Underfitting: A modeling error that occurs when a model is too simple to capture the underlying pattern in the data. This leads to poor performance on both training and unseen data. Solutions to underfitting include:

  • Using more complex models (e.g., polynomial regression instead of linear regression).
  • Better feature selection (e.g., adding interaction terms or polynomial features).
  • Reducing constraints.

## Data Preprocessing

For the data preparation, we have discussed the normalization, standardization, and

## Feature Selection

Feature selection is the process of selecting a subset of relevant features for use in model construction. It helps improve model performance and reduce overfitting.

  • Backward elimination: Start with all features and remove the least significant ones iteratively.
  • Forward selection: Start with no features and add the most significant ones iteratively.
  • Stepwise selection: A combination of backward elimination and forward selection, adding or removing features based on significance.
  • All subsets selection: Evaluate all possible combinations of features and select the best one based on a chosen criterion.

## Regularization

Regularization is a technique used to prevent overfitting by adding a penalty term to the loss function. It discourages complex models that fit the training data too closely.
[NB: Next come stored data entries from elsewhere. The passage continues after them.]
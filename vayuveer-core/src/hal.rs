//! Hardware collaborators
//!
//! The monitor never touches registers. It reads the gas sensor through
//! [`AnalogSensor`] and drives the alert LED, safe LED and buzzer through
//! [`Indicators`]. On real hardware [`PinIndicators`] maps the three outputs
//! onto `embedded-hal` GPIO pins.

use embedded_hal::digital::{OutputPin, PinState};

use crate::alarm::AlarmState;

/// One-shot analog reader for the gas sensor
///
/// Follows the `nb` convention: an ADC that needs time for a conversion
/// returns `WouldBlock` and is polled again.
pub trait AnalogSensor {
    /// Read failure reported by the driver
    type Error: core::fmt::Debug;

    /// Read one raw ADC count
    fn read_raw(&mut self) -> nb::Result<u16, Self::Error>;
}

impl<T: AnalogSensor + ?Sized> AnalogSensor for &mut T {
    type Error = T::Error;

    fn read_raw(&mut self) -> nb::Result<u16, Self::Error> {
        (**self).read_raw()
    }
}

/// Local alarm outputs
pub trait Indicators {
    /// Red alert LED
    fn set_alert(&mut self, on: bool);

    /// Green safe LED
    fn set_safe(&mut self, on: bool);

    /// Audible alarm
    fn set_buzzer(&mut self, on: bool);

    /// Drive all three outputs for `state`
    fn show(&mut self, state: AlarmState) {
        let alert = state == AlarmState::Alert;
        self.set_alert(alert);
        self.set_safe(!alert);
        self.set_buzzer(alert);
    }

    /// Everything off (used before calibration)
    fn all_off(&mut self) {
        self.set_alert(false);
        self.set_safe(false);
        self.set_buzzer(false);
    }
}

/// [`Indicators`] over three GPIO output pins
pub struct PinIndicators<A, S, B> {
    alert: A,
    safe: S,
    buzzer: B,
}

impl<A, S, B> PinIndicators<A, S, B>
where
    A: OutputPin,
    S: OutputPin,
    B: OutputPin,
{
    /// Red LED, green LED and buzzer, in that order
    pub fn new(alert: A, safe: S, buzzer: B) -> Self {
        Self { alert, safe, buzzer }
    }

    /// Give the pins back
    pub fn release(self) -> (A, S, B) {
        (self.alert, self.safe, self.buzzer)
    }
}

// A pin write that fails cannot be retried usefully from the alarm loop;
// it is logged and the next edge drives the pin again.
fn drive<P: OutputPin>(pin: &mut P, on: bool, _name: &str) {
    if let Err(_e) = pin.set_state(PinState::from(on)) {
        log_warn!("Failed to drive {} pin: {:?}", _name, _e);
    }
}

impl<A, S, B> Indicators for PinIndicators<A, S, B>
where
    A: OutputPin,
    S: OutputPin,
    B: OutputPin,
{
    fn set_alert(&mut self, on: bool) {
        drive(&mut self.alert, on, "alert");
    }

    fn set_safe(&mut self, on: bool) {
        drive(&mut self.safe, on, "safe");
    }

    fn set_buzzer(&mut self, on: bool) {
        drive(&mut self.buzzer, on, "buzzer");
    }
}
// Optional logging. Without the `log` feature the macros expand to nothing,
// so arguments are not evaluated on targets that have no logger.

#[cfg(feature = "log")]
macro_rules! log_debug {
    ($($arg:tt)*) => { log::debug!($($arg)*) };
}

#[cfg(not(feature = "log"))]
macro_rules! log_debug {
    ($($arg:tt)*) => {};
}

#[cfg(feature = "log")]
macro_rules! log_info {
    ($($arg:tt)*) => { log::info!($($arg)*) };
}

#[cfg(not(feature = "log"))]
macro_rules! log_info {
    ($($arg:tt)*) => {};
}

#[cfg(feature = "log")]
macro_rules! log_warn {
    ($($arg:tt)*) => { log::warn!($($arg)*) };
}

#[cfg(not(feature = "log"))]
macro_rules! log_warn {
    ($($arg:tt)*) => {};
}
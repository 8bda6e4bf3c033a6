//! Host runner for the VayuVeer gas-leak monitor.
//!
//! Runs the real alarm engine and the real HTTP connectors against a
//! simulated MQ-6 sensor, with indicator pins that log instead of lighting
//! up. Useful for exercising the chat and store integration end to end.
//!
//! ```text
//! VAYUVEER_BOT_TOKEN=... VAYUVEER_FIREBASE_AUTH=... \
//!     vayuveer-monitor --config vayuveer.json --leak-at 30 --leak-for 20
//! ```
//!
//! Logging goes through `env_logger`; `RUST_LOG=debug` shows every tick.

mod sim;

use std::ops::Range;
use std::path::PathBuf;
use std::time::Duration;

use anyhow::Context;
use clap::Parser;
use embedded_hal::delay::DelayNs;
use log::info;

use vayuveer_connectors::{
    FirebaseStore, ProbeConnectivity, QueuedRemote, ServiceConfig, TcpProbe, TelegramNotifier,
    UreqTransport,
};
use vayuveer_core::{
    AlarmAction, AlarmState, ChatNotifier, Connectivity, GasMonitor, MonotonicTime, PinIndicators,
    RemoteStore, Reporter,
};

use sim::{LogPin, SimulatedSensor, StdDelay};

/// How long a link probe result stays fresh
const LINK_RECHECK: Duration = Duration::from_secs(5);

/// VayuVeer monitor with a simulated sensor
#[derive(Parser)]
#[command(name = "vayuveer-monitor")]
#[command(about = "Run the VayuVeer gas-leak monitor against a simulated sensor", long_about = None)]
#[command(version)]
struct Cli {
    /// Service configuration file (JSON)
    #[arg(short, long, env = "VAYUVEER_CONFIG")]
    config: Option<PathBuf>,

    /// Telegram bot token, overrides the config file
    #[arg(long, env = "VAYUVEER_BOT_TOKEN", hide_env_values = true)]
    bot_token: Option<String>,

    /// Firebase database secret, overrides the config file
    #[arg(long, env = "VAYUVEER_FIREBASE_AUTH", hide_env_values = true)]
    firebase_auth: Option<String>,

    /// Stop after this many loop iterations
    #[arg(long)]
    ticks: Option<u64>,

    /// Clean-air reading of the simulated sensor
    #[arg(long, default_value_t = 1000)]
    baseline: u16,

    /// Peak noise of the simulated sensor, in ADC counts
    #[arg(long, default_value_t = 8)]
    noise: u16,

    /// Tick at which a simulated leak starts
    #[arg(long)]
    leak_at: Option<u64>,

    /// Length of the simulated leak in ticks
    #[arg(long, default_value_t = 20)]
    leak_for: u64,

    /// Raw reading during the simulated leak
    #[arg(long, default_value_t = 1600)]
    leak_level: u16,

    /// Skip the sensor warm-up
    #[arg(long)]
    no_warmup: bool,

    /// Send remote calls from a background reporter thread
    #[arg(long)]
    queued: bool,
}

impl Cli {
    fn leak_window(&self) -> Option<Range<u64>> {
        self.leak_at.map(|start| start..start.saturating_add(self.leak_for))
    }
}

fn main() -> anyhow::Result<()> {
    env_logger::Builder::from_env(env_logger::Env::default().default_filter_or("info")).init();
    let cli = Cli::parse();

    let mut config = match &cli.config {
        Some(path) => ServiceConfig::load(path)
            .with_context(|| format!("failed to load {}", path.display()))?,
        None => ServiceConfig::default(),
    }
    .with_secrets(cli.bot_token.clone(), cli.firebase_auth.clone());

    if cli.no_warmup {
        config.monitor.warmup_ms = 0;
    }
    config.validate().context("invalid configuration")?;

    info!("Starting VayuVeer monitor {}", vayuveer_core::VERSION);
    info!("Telegram: {:?}", config.telegram);
    info!("Firebase: {:?}", config.firebase);

    let transport = UreqTransport::new(&config.http);
    let chat = TelegramNotifier::new(config.telegram.clone(), transport.clone())?;
    let store = FirebaseStore::new(config.firebase.clone(), transport)?;
    let link = ProbeConnectivity::new(
        TcpProbe::new(config.firebase.host(), 443, config.http.timeout()),
        LINK_RECHECK,
    );

    if cli.queued {
        let (chat, store, reporter_thread) =
            QueuedRemote::spawn(chat, store, config.queue_capacity)?;
        run(&cli, &config, Reporter::new(chat, store, link))?;

        info!("Waiting for queued reports to drain");
        reporter_thread.join()?;
    } else {
        run(&cli, &config, Reporter::new(chat, store, link))?;
    }

    Ok(())
}

/// Start the monitor and loop until the tick budget runs out
fn run<C, R, L>(cli: &Cli, config: &ServiceConfig, reporter: Reporter<C, R, L>) -> anyhow::Result<()>
where
    C: ChatNotifier,
    R: RemoteStore,
    L: Connectivity,
{
    let indicators = PinIndicators::new(
        LogPin::new("Red LED"),
        LogPin::new("Green LED"),
        LogPin::new("Buzzer"),
    );
    let sensor = SimulatedSensor::new(cli.baseline, cli.noise);
    let mut delay = StdDelay;

    let mut monitor: GasMonitor<_, _, _, _, _, _> = GasMonitor::new(
        sensor,
        indicators,
        MonotonicTime::new(),
        reporter,
        config.monitor.clone(),
    )
    .map_err(|e| anyhow::anyhow!("invalid monitor configuration: {}", e))?;

    let calibration = monitor.start(&mut delay);
    info!(
        "Calibrated: baseline {} from {} readings, threshold {}",
        calibration.baseline,
        calibration.samples_used,
        monitor.threshold()
    );

    let leak = cli.leak_window();
    let mut alerts = 0u64;
    let mut tick = 0u64;

    while cli.ticks.map_or(true, |limit| tick < limit) {
        let leaking = leak.as_ref().is_some_and(|window| window.contains(&tick));
        monitor
            .sensor_mut()
            .set_leak(leaking.then_some(cli.leak_level));

        let outcome = monitor.tick();
        if outcome.action == AlarmAction::Entered(AlarmState::Alert) {
            alerts += 1;
        }

        tick += 1;
        delay.delay_ms(config.monitor.loop_delay_ms);
    }

    info!(
        "Stopped after {} ticks: {} alert(s), state {}",
        tick,
        alerts,
        monitor.state().name()
    );
    Ok(())
}
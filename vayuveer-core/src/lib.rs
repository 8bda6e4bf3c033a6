//! Core alarm engine for the VayuVeer gas-leak monitor
//!
//! Turns raw analog readings from an MQ-6 class gas sensor into a SAFE/ALERT
//! decision and tells the outside world about it.
//! Designed to run on the microcontroller itself.
//!
//! Key constraints:
//! - Runs inside a single cooperative loop (no threads required)
//! - No heap allocation in the sampling path
//! - A remote failure never stops local alarm evaluation
//!
//! ```no_run
//! use vayuveer_core::{AlarmMachine, AlarmState, SampleWindow};
//!
//! let mut window: SampleWindow<8> = SampleWindow::new();
//! window.reseed(1000);
//!
//! let mut alarm = AlarmMachine::new(3000, 0);
//! let smoothed = window.push(1400);
//! let action = alarm.evaluate(smoothed, 1120, 400);
//! assert_eq!(alarm.state(), AlarmState::Safe);
//! # let _ = action;
//! ```

#![cfg_attr(not(feature = "std"), no_std)]
#![deny(unsafe_code)]
#![warn(missing_docs)]

#[macro_use]
mod logging;

pub mod alarm;
pub mod buffer;
pub mod calibration;
pub mod config;
pub mod constants;
pub mod encoding;
pub mod errors;
pub mod hal;
pub mod monitor;
pub mod reporter;
pub mod threshold;
pub mod time;

// Public API
pub use alarm::{AlarmAction, AlarmMachine, AlarmState, StatusLabel};
pub use buffer::SampleWindow;
pub use calibration::{calibrate, CalibrationParams, CalibrationResult};
pub use config::MonitorConfig;
pub use errors::{FetchError, GasMonitorError, MonitorResult};
pub use hal::{AnalogSensor, Indicators, PinIndicators};
pub use monitor::{GasMonitor, TickOutcome};
pub use reporter::{
    ChatNotifier, Connectivity, Delivery, RemoteStore, Report, Reporter, ThresholdPayload,
};
pub use threshold::{sync_threshold, SyncOutcome, ThresholdState, ThresholdSync};
pub use time::{ManualTime, TimeSource, Timestamp};
#[cfg(feature = "std")]
pub use time::MonotonicTime;

/// Crate version reported in the user agent of the connectors
pub const VERSION: &str = env!("CARGO_PKG_VERSION");
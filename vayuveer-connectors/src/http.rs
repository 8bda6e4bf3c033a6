//! HTTP transport for the chat and store connectors
//!
//! ## Design Decisions
//!
//! The connectors need four things from HTTP: a method, a URL, an optional
//! body with a content type, and the status plus body of the response.
//! [`HttpTransport`] is exactly that and nothing more, which keeps the
//! connectors testable with a recording fake.
//!
//! ### Status Handling
//!
//! ureq reports 4xx/5xx as errors. [`UreqTransport`] turns them back into
//! [`HttpResponse`]s, so a transport `Err` always means the request never
//! got an answer (DNS, TLS, timeout). The caller decides what a status
//! means: the chat and store writes accept any 2xx, the threshold read
//! requires 200.
//!
//! ### No Retries
//!
//! Delivery is best-effort. A failed request is logged by the connector and
//! the next edge or heartbeat carries fresher state anyway.

use std::time::Duration;

use serde::{Deserialize, Serialize};

use crate::Result;

/// HTTP client configuration
#[derive(Debug, Clone, PartialEq, Eq, Serialize, Deserialize)]
#[serde(default)]
pub struct HttpConfig {
    /// Whole-request timeout in seconds
    pub timeout_secs: u64,
    /// User agent string
    pub user_agent: String,
}

impl Default for HttpConfig {
    fn default() -> Self {
        Self {
            timeout_secs: 10,
            user_agent: format!("VayuVeer/{}", vayuveer_core::VERSION),
        }
    }
}

impl HttpConfig {
    /// Set request timeout in seconds
    pub fn timeout_secs(mut self, secs: u64) -> Self {
        self.timeout_secs = secs;
        self
    }

    /// Set the user agent
    pub fn user_agent(mut self, agent: impl Into<String>) -> Self {
        self.user_agent = agent.into();
        self
    }

    pub fn timeout(&self) -> Duration {
        Duration::from_secs(self.timeout_secs)
    }
}

/// Request methods the connectors use
#[derive(Debug, Clone, Copy, PartialEq, Eq)]
pub enum HttpMethod {
    Get,
    Post,
    Put,
}

impl HttpMethod {
    pub fn as_str(&self) -> &'static str {
        match self {
            HttpMethod::Get => "GET",
            HttpMethod::Post => "POST",
            HttpMethod::Put => "PUT",
        }
    }
}

/// Outgoing request
#[derive(Debug, Clone, PartialEq, Eq)]
pub struct HttpRequest {
    pub method: HttpMethod,
    /// Full URL; may carry secrets, never log it
    pub url: String,
    pub content_type: Option<&'static str>,
    pub body: Option<String>,
}

impl HttpRequest {
    pub fn get(url: impl Into<String>) -> Self {
        Self {
            method: HttpMethod::Get,
            url: url.into(),
            content_type: None,
            body: None,
        }
    }

    pub fn post(url: impl Into<String>, content_type: &'static str, body: String) -> Self {
        Self {
            method: HttpMethod::Post,
            url: url.into(),
            content_type: Some(content_type),
            body: Some(body),
        }
    }

    pub fn put(url: impl Into<String>, content_type: &'static str, body: String) -> Self {
        Self {
            method: HttpMethod::Put,
            url: url.into(),
            content_type: Some(content_type),
            body: Some(body),
        }
    }

    /// Bytes of body sent with this request
    pub fn body_len(&self) -> usize {
        self.body.as_ref().map_or(0, String::len)
    }
}

/// Response status and body
#[derive(Debug, Clone, PartialEq, Eq)]
pub struct HttpResponse {
    pub status: u16,
    pub body: String,
}

impl HttpResponse {
    pub fn new(status: u16, body: impl Into<String>) -> Self {
        Self {
            status,
            body: body.into(),
        }
    }

    /// Check if the status is 2xx
    pub fn is_success(&self) -> bool {
        (200..300).contains(&self.status)
    }
}

/// Blocking HTTP client seam
pub trait HttpTransport {
    /// Send `request`; any received status is `Ok`
    fn send(&mut self, request: &HttpRequest) -> Result<HttpResponse>;
}

impl<T: HttpTransport + ?Sized> HttpTransport for Box<T> {
    fn send(&mut self, request: &HttpRequest) -> Result<HttpResponse> {
        (**self).send(request)
    }
}

/// [`HttpTransport`] over a ureq agent
///
/// Clones share the agent's connection pool.
#[cfg(feature = "http")]
#[derive(Clone)]
pub struct UreqTransport {
    agent: ureq::Agent,
}

#[cfg(feature = "http")]
impl UreqTransport {
    pub fn new(config: &HttpConfig) -> Self {
        let agent = ureq::AgentBuilder::new()
            .timeout(config.timeout())
            .user_agent(&config.user_agent)
            .build();

        Self { agent }
    }
}

#[cfg(feature = "http")]
impl HttpTransport for UreqTransport {
    fn send(&mut self, request: &HttpRequest) -> Result<HttpResponse> {
        let mut call = self.agent.request(request.method.as_str(), &request.url);
        if let Some(content_type) = request.content_type {
            call = call.set("Content-Type", content_type);
        }

        let result = match &request.body {
            Some(body) => call.send_string(body),
            None => call.call(),
        };

        match result {
            Ok(resp) => {
                let status = resp.status();
                let body = resp.into_string()?;
                Ok(HttpResponse { status, body })
            }
            Err(ureq::Error::Status(status, resp)) => Ok(HttpResponse {
                status,
                body: resp.into_string().unwrap_or_default(),
            }),
            Err(ureq::Error::Transport(e)) => Err(crate::ConnectorError::Transport(e.to_string())),
        }
    }
}


#[cfg(test)]
mod tests {
    use super::*;

    #[test]
    fn test_config_builder() {
        let config = HttpConfig::default().timeout_secs(3).user_agent("probe/1");

        assert_eq!(config.timeout(), Duration::from_secs(3));
        assert_eq!(config.user_agent, "probe/1");
    }

    #[test]
    fn test_default_user_agent_carries_version() {
        let config = HttpConfig::default();
        assert!(config.user_agent.starts_with("VayuVeer/"));
        assert!(config.user_agent.ends_with(vayuveer_core::VERSION));
    }

    #[test]
    fn test_success_range() {
        assert!(HttpResponse::new(200, "").is_success());
        assert!(HttpResponse::new(204, "").is_success());
        assert!(!HttpResponse::new(301, "").is_success());
        assert!(!HttpResponse::new(401, "").is_success());
    }

    #[test]
    fn test_request_builders() {
        let get = HttpRequest::get("https://example.com/a.json");
        assert_eq!(get.method, HttpMethod::Get);
        assert_eq!(get.body_len(), 0);

        let put = HttpRequest::put("https://example.com/a.json", "application/json", "{}".into());
        assert_eq!(put.method.as_str(), "PUT");
        assert_eq!(put.content_type, Some("application/json"));
        assert_eq!(put.body_len(), 2);
    }
}
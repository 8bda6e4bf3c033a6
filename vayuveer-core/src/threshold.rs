//! Remote threshold synchronization
//!
//! The alarm threshold can be overridden from the remote store. The device
//! pulls the value on a fixed interval; it is never pushed. This is an
//! eventually-consistent model: after a remote change the device may run on
//! the old threshold for up to one interval, and a failed pull simply leaves
//! the current threshold in place until the next one.
//!
//! Acceptance rule: the fetched body must parse to a strictly positive
//! integer that differs from the active threshold. Everything else
//! (transport failure, non-200, malformed body, zero, negative, unchanged)
//! is "no update".

use core::fmt;
use core::num::NonZeroU32;

use crate::time::{elapsed_ms, Timestamp};

/// Result of one synchronization attempt
#[derive(Debug, Clone, Copy, PartialEq, Eq)]
pub enum SyncOutcome {
    /// New threshold applied
    Updated {
        /// Threshold before the update
        previous: u32,
        /// Threshold now active
        current: u32,
    },
    /// Remote value equals the active threshold
    Unchanged,
    /// Remote value parsed but is zero or negative
    Rejected {
        /// The parsed value
        value: i64,
    },
    /// Remote body is not a number
    Malformed,
    /// Transport failure, non-200, or link offline
    FetchFailed,
}

impl SyncOutcome {
    /// Check if the active threshold changed
    pub fn is_update(&self) -> bool {
        matches!(self, SyncOutcome::Updated { .. })
    }
}

/// Parse a remote threshold body
///
/// Accepts a bare number or a JSON scalar: surrounding whitespace and a
/// single pair of double quotes are stripped, an optional sign and decimal
/// digits are required, and a fractional part is truncated. Values that do
/// not fit in an `i64` are treated as malformed.
pub fn parse_threshold(body: &str) -> Option<i64> {
    let mut text = body.trim();
    if text.len() >= 2 && text.starts_with('"') && text.ends_with('"') {
        text = text[1..text.len() - 1].trim();
    }

    let (integer, fraction) = match text.split_once('.') {
        Some((i, f)) => (i, Some(f)),
        None => (text, None),
    };

    if let Some(fraction) = fraction {
        if fraction.is_empty() || !fraction.bytes().all(|b| b.is_ascii_digit()) {
            return None;
        }
    }

    let digits = integer.strip_prefix(|c: char| c == '+' || c == '-').unwrap_or(integer);
    if digits.is_empty() || !digits.bytes().all(|b| b.is_ascii_digit()) {
        return None;
    }

    integer.parse::<i64>().ok()
}

/// Decide the new threshold from a fetch result
///
/// Pure function: the caller applies [`SyncOutcome::Updated`].
pub fn sync_threshold<B, E>(current: u32, fetched: Result<B, E>) -> SyncOutcome
where
    B: AsRef<str>,
    E: fmt::Debug,
{
    let body = match fetched {
        Ok(body) => body,
        Err(_e) => {
            log_warn!("Failed to fetch threshold: {:?}", _e);
            return SyncOutcome::FetchFailed;
        }
    };

    let value = match parse_threshold(body.as_ref()) {
        Some(value) => value,
        None => {
            log_warn!("Ignoring malformed threshold body {:?}", body.as_ref());
            return SyncOutcome::Malformed;
        }
    };

    if value <= 0 {
        log_warn!("Ignoring non-positive threshold {}", value);
        return SyncOutcome::Rejected { value };
    }

    // Larger than any representable threshold: keep the current one
    let Ok(value) = u32::try_from(value) else {
        return SyncOutcome::Rejected { value };
    };

    if value == current {
        return SyncOutcome::Unchanged;
    }

    SyncOutcome::Updated {
        previous: current,
        current: value,
    }
}

/// Active threshold plus the time of the last sync attempt
#[derive(Debug, Clone, Copy, PartialEq, Eq)]
pub struct ThresholdState {
    active: NonZeroU32,
    last_synced_at: Timestamp,
}

impl ThresholdState {
    /// Start from a calibrated threshold
    ///
    /// A zero threshold is unrepresentable; it is raised to 1.
    pub fn new(initial: u32, now: Timestamp) -> Self {
        Self {
            active: NonZeroU32::new(initial).unwrap_or(NonZeroU32::MIN),
            last_synced_at: now,
        }
    }

    /// Threshold the alarm compares against
    pub fn active(&self) -> u32 {
        self.active.get()
    }

    /// Time of the last sync attempt (successful or not)
    pub fn last_synced_at(&self) -> Timestamp {
        self.last_synced_at
    }
}

/// Time-gated synchronizer owning the [`ThresholdState`]
#[derive(Debug, Clone)]
pub struct ThresholdSync {
    state: ThresholdState,
    interval_ms: u64,
}

impl ThresholdSync {
    /// Start from `initial`; the first sync is due one interval after `now`
    pub fn new(initial: u32, interval_ms: u64, now: Timestamp) -> Self {
        Self {
            state: ThresholdState::new(initial, now),
            interval_ms,
        }
    }

    /// Threshold the alarm compares against
    pub fn active(&self) -> u32 {
        self.state.active()
    }

    /// Active threshold and last attempt time
    pub fn state(&self) -> &ThresholdState {
        &self.state
    }

    /// Check if more than one interval has passed since the last attempt
    pub fn is_due(&self, now: Timestamp) -> bool {
        elapsed_ms(self.state.last_synced_at, now) > self.interval_ms
    }

    /// Apply a fetch result and restart the interval
    pub fn apply<B, E>(&mut self, fetched: Result<B, E>, now: Timestamp) -> SyncOutcome
    where
        B: AsRef<str>,
        E: fmt::Debug,
    {
        let outcome = sync_threshold(self.state.active(), fetched);
        self.state.last_synced_at = now;

        if let SyncOutcome::Updated { current, .. } = outcome {
            if let Some(active) = NonZeroU32::new(current) {
                self.state.active = active;
                log_info!("Threshold updated from remote store: {}", current);
            }
        }

        outcome
    }
}

#[cfg(test)]
mod tests {
    use super::*;

    fn fetched(body: &str) -> Result<&str, &'static str> {
        Ok(body)
    }

    #[test]
    fn accepts_new_positive_value() {
        assert_eq!(
            sync_threshold(100, fetched("150")),
            SyncOutcome::Updated { previous: 100, current: 150 }
        );
    }

    #[test]
    fn zero_is_rejected() {
        assert_eq!(sync_threshold(100, fetched("0")), SyncOutcome::Rejected { value: 0 });
        assert_eq!(sync_threshold(100, fetched("-5")), SyncOutcome::Rejected { value: -5 });
    }

    #[test]
    fn garbage_and_failures_keep_current() {
        assert_eq!(sync_threshold(100, fetched("abc")), SyncOutcome::Malformed);
        assert_eq!(sync_threshold(100, fetched("null")), SyncOutcome::Malformed);
        assert_eq!(sync_threshold(100, fetched("")), SyncOutcome::Malformed);
        assert_eq!(
            sync_threshold::<&str, _>(100, Err("HTTP 401")),
            SyncOutcome::FetchFailed
        );
    }

    #[test]
    fn same_value_is_not_reapplied() {
        assert_eq!(sync_threshold(100, fetched("100")), SyncOutcome::Unchanged);
    }

    #[test]
    fn parses_json_scalars() {
        assert_eq!(parse_threshold("1300\n"), Some(1300));
        assert_eq!(parse_threshold("\"1300\""), Some(1300));
        assert_eq!(parse_threshold("1300.9"), Some(1300));
        assert_eq!(parse_threshold("+42"), Some(42));
        assert_eq!(parse_threshold("12a"), None);
        assert_eq!(parse_threshold("1300."), None);
        assert_eq!(parse_threshold("-"), None);
        assert_eq!(parse_threshold("99999999999999999999999"), None);
    }

    #[test]
    fn oversized_value_is_rejected() {
        assert_eq!(
            sync_threshold(100, fetched("5000000000")),
            SyncOutcome::Rejected { value: 5_000_000_000 }
        );
    }

    #[test]
    fn zero_initial_threshold_is_raised() {
        let state = ThresholdState::new(0, 0);
        assert_eq!(state.active(), 1);
    }

    #[test]
    fn sync_is_due_strictly_after_interval() {
        let mut sync = ThresholdSync::new(1120, 10_000, 0);
        assert!(!sync.is_due(10_000));
        assert!(sync.is_due(10_001));

        let outcome = sync.apply(fetched("1300"), 10_001);
        assert!(outcome.is_update());
        assert_eq!(sync.active(), 1300);
        assert_eq!(sync.state().last_synced_at(), 10_001);
        assert!(!sync.is_due(20_001));
    }

    #[test]
    fn failed_fetch_still_restarts_interval() {
        let mut sync = ThresholdSync::new(1120, 10_000, 0);
        let outcome = sync.apply::<&str, _>(Err("timeout"), 12_000);
        assert_eq!(outcome, SyncOutcome::FetchFailed);
        assert_eq!(sync.active(), 1120);
        assert!(!sync.is_due(22_000));
    }
}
  • L1 regularization (Lasso): Adds the absolute value of the coefficients as a penalty term to the loss function.
  • L2 regularization (Ridge): Adds the square of the coefficients as a penalty term to the loss function.

## Some things i later undestood

Before moving on to learn the models.

I did not understand:

  • Training error is related to the variance of the model.
  • Testing error is related to the bias of the model.

Just… why?

Also, confusion matrix.

  • Recall: The ratio of true positive predictions to the total actual positives.
  • Precision: The ratio of true positive predictions to the total predicted positives.
  • F1 score: The harmonic mean of precision and recall.